Joining Jack keep inspiration closer to the heart than most at Dubai Sevens

Jack Johnson, just six years old and with a devastating degenerative illness, is the heart and soul behind the Joining Jack charity squad at Dubai Rugby Sevens.
Jack Johnson, son of former Wigan warrior Andy Johnson, is the namesake for the Joining Jack charity team at Dubai Sevens. Satish Kumar / The National
Jack Johnson, son of former Wigan warrior Andy Johnson, is the namesake for the Joining Jack charity team at Dubai Sevens. Satish Kumar / The National

DUBAI // Not for the first time this year, a little boy with spiky blonde hair and a cheeky smile poured cold water over the head of a rugby league luminary and took great delight in doing so.

This was no ice bucket challenge, though. This time, on the sidelines of the Emirates Airline Dubai Rugby Sevens, Jack Johnson was helping cool down his father’s friends.

Jack turns seven next month and for the past three years has battled with Duchenne muscular dystrophy, a muscle-wasting disease that has no cure. By adolescence it is expected he will be unable to walk, in time his heart and lungs will fail, and death usually occurs before the age of 30.

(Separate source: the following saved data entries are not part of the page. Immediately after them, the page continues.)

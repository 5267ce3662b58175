use anyhow::{Context, Result};
use std::sync::Arc;

use tracing::{error, info};

use crate::analysis::{AnalysisPipeline, AnalyzeRequest};
use crate::request_log::{LogRecord, RequestLogStore};

use axum::{
    extract::{Query, State},
    http::{HeaderValue, Method, StatusCode},
    middleware,
    response::{IntoResponse, Response},
    routing::{get, post},
    Json, Router,
};
use serde::{Deserialize, Serialize};
use tower_http::cors::{AllowHeaders, AllowOrigin, CorsLayer};

use super::{log_requests, state::*, ServerConfig};

#[derive(Serialize)]
struct StatusMessage {
    message: &'static str,
}

#[derive(Serialize)]
struct HealthStatus {
    status: &'static str,
}

#[derive(Deserialize, Debug)]
struct LogsQuery {
    #[serde(default = "default_logs_count")]
    count: usize,
}

fn default_logs_count() -> usize {
    10
}

#[derive(Serialize)]
struct LogsResponse {
    logs: Vec<LogRecord>,
    count: usize,
}

#[derive(Serialize)]
struct ErrorDetail {
    detail: String,
}

fn error_response(status: StatusCode, detail: String) -> Response {
    (status, Json(ErrorDetail { detail })).into_response()
}

async fn home() -> impl IntoResponse {
    Json(StatusMessage {
        message: "Swrlr API is running",
    })
}

async fn health() -> impl IntoResponse {
    Json(HealthStatus { status: "healthy" })
}

async fn analyze_text(
    State(pipeline): State<GuardedPipeline>,
    Json(body): Json<AnalyzeRequest>,
) -> Response {
    match pipeline.run(&body).await {
        Ok(params) => Json(params).into_response(),
        Err(err) => {
            error!("Analysis request failed: {}", err);
            error_response(
                StatusCode::INTERNAL_SERVER_ERROR,
                format!("Error analyzing text: {}", err),
            )
        }
    }
}

async fn get_logs(
    State(request_log): State<GuardedRequestLog>,
    Query(query): Query<LogsQuery>,
) -> Response {
    match request_log.recent(query.count) {
        Ok(logs) => {
            let count = logs.len();
            Json(LogsResponse { logs, count }).into_response()
        }
        Err(err) => {
            error!("Failed to read request logs: {:#}", err);
            error_response(
                StatusCode::INTERNAL_SERVER_ERROR,
                format!("Error reading logs: {}", err),
            )
        }
    }
}

async fn clear_logs(State(request_log): State<GuardedRequestLog>) -> Response {
    match request_log.clear() {
        Ok(()) => Json(StatusMessage {
            message: "Logs cleared successfully",
        })
        .into_response(),
        Err(err) => {
            error!("Failed to clear request logs: {:#}", err);
            error_response(
                StatusCode::INTERNAL_SERVER_ERROR,
                format!("Error clearing logs: {}", err),
            )
        }
    }
}

impl ServerState {
    fn new(
        config: ServerConfig,
        pipeline: Arc<AnalysisPipeline>,
        request_log: Arc<dyn RequestLogStore>,
    ) -> ServerState {
        ServerState {
            config,
            pipeline,
            request_log,
        }
    }
}

fn cors_layer(allowed_origins: &[String]) -> Result<CorsLayer> {
    let origins = allowed_origins
        .iter()
        .map(|origin| {
            origin
                .parse::<HeaderValue>()
                .with_context(|| format!("Invalid allowed origin: {}", origin))
        })
        .collect::<Result<Vec<_>>>()?;

    // Credentialed CORS forbids wildcard headers, so the allowed headers
    // are mirrored from each preflight request instead.
    Ok(CorsLayer::new()
        .allow_origin(AllowOrigin::list(origins))
        .allow_methods([Method::GET, Method::POST, Method::OPTIONS])
        .allow_headers(AllowHeaders::mirror_request())
        .allow_credentials(true))
}

pub fn make_app(
    config: ServerConfig,
    pipeline: Arc<AnalysisPipeline>,
    request_log: Arc<dyn RequestLogStore>,
) -> Result<Router> {
    let state = ServerState::new(config.clone(), pipeline, request_log);

    let api_routes: Router = Router::new()
        .route("/analyze", post(analyze_text))
        .route("/logs", get(get_logs).delete(clear_logs))
        .with_state(state.clone());

    let app: Router = Router::new()
        .route("/", get(home))
        .route("/health", get(health))
        .nest("/api", api_routes)
        .layer(cors_layer(&config.allowed_origins)?)
        .layer(middleware::from_fn_with_state(state, log_requests));

    Ok(app)
}

pub async fn run_server(
    config: ServerConfig,
    pipeline: Arc<AnalysisPipeline>,
    request_log: Arc<dyn RequestLogStore>,
) -> Result<()> {
    let port = config.port;
    let app = make_app(config, pipeline, request_log)?;

    let listener = tokio::net::TcpListener::bind(format!("0.0.0.0:{}", port)).await?;
    info!("Listening on {}", listener.local_addr()?);

    Ok(axum::serve(listener, app).await?)
}
use super::RequestsLoggingLevel;
use crate::config::default_allowed_origins;

#[derive(Clone)]
pub struct ServerConfig {
    pub requests_logging_level: RequestsLoggingLevel,
    pub port: u16,
    /// Origins the browser frontend may call us from.
    pub allowed_origins: Vec<String>,
}

impl Default for ServerConfig {
    fn default() -> Self {
        ServerConfig {
            requests_logging_level: RequestsLoggingLevel::Path,
            port: 8000,
            allowed_origins: default_allowed_origins(),
        }
    }
}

Jack’s father is former Wigan Warrior Andy Johnson, who set up the Joining Jack foundation shortly after his son was diagnosed in October 2011. The support from the British sports community has been remarkable and the charity is represented at The Sevens this weekend by a host of former rugby league players, including Andy Farrell, now assistant coach of England’s union side.

In 2012, Bradley Wiggins, the Tour de France winner and Olympic gold medallist, accompanied the Joining Jack team as a water carrier. This year, Josh Charnley, one of rugby league’s finest players and a whippet winger with England, is carrying the responsibility – aided by a little accomplice.

“Anybody else needing cooled down?” Jack asked on Thursday with a grin, after pouring a bottle of water over the head of a sweating figure in the team’s sponsor-laden kit. “If anybody else needs it, I’m the person who does it, OK?”

Charnley, who later carried Jack on his broad and tattooed shoulders, got involved in the charity after being taken to the Johnson house by Kris Radlinski, Wigan’s general manager. “I met Jack and didn’t know anything about the charity at the time, but Andy and [wife] Alex told me everything about it and from that day I’ve stayed with them and tried to do my best for them,” Charnley said.

Earlier this year, when the 23 year-old Warrior took the Ice Bucket Challenge, it was Jack who poured the water, amid much giggles.

“That’s who this is all for and I’m really close with the family so it’s great to help them however I can,” Charnley said after watching Joining Jack overcome Racing RFC Lagos. “We’ll do anything to get a cure for Duchenne’s, so to get all the boys to come out here and give up their time is great.”

When Farrell’s son Owen scored a try for England against Italy during the Six Nations Championship earlier this year, he linked his fingers together in the symbol for Joining Jack. It was a demonstration of unity and warmly welcomed by the Johnsons, who helped organise a charity auction in Dubai on Wednesday night.

“We love coming out to Dubai to spread the word about Joining Jack,” Andy Farrell said. “We have support from all over the rugby world and as a rugby league family, it’s so pleasing to see it turning into a rugby union family and a big rugby family in general.”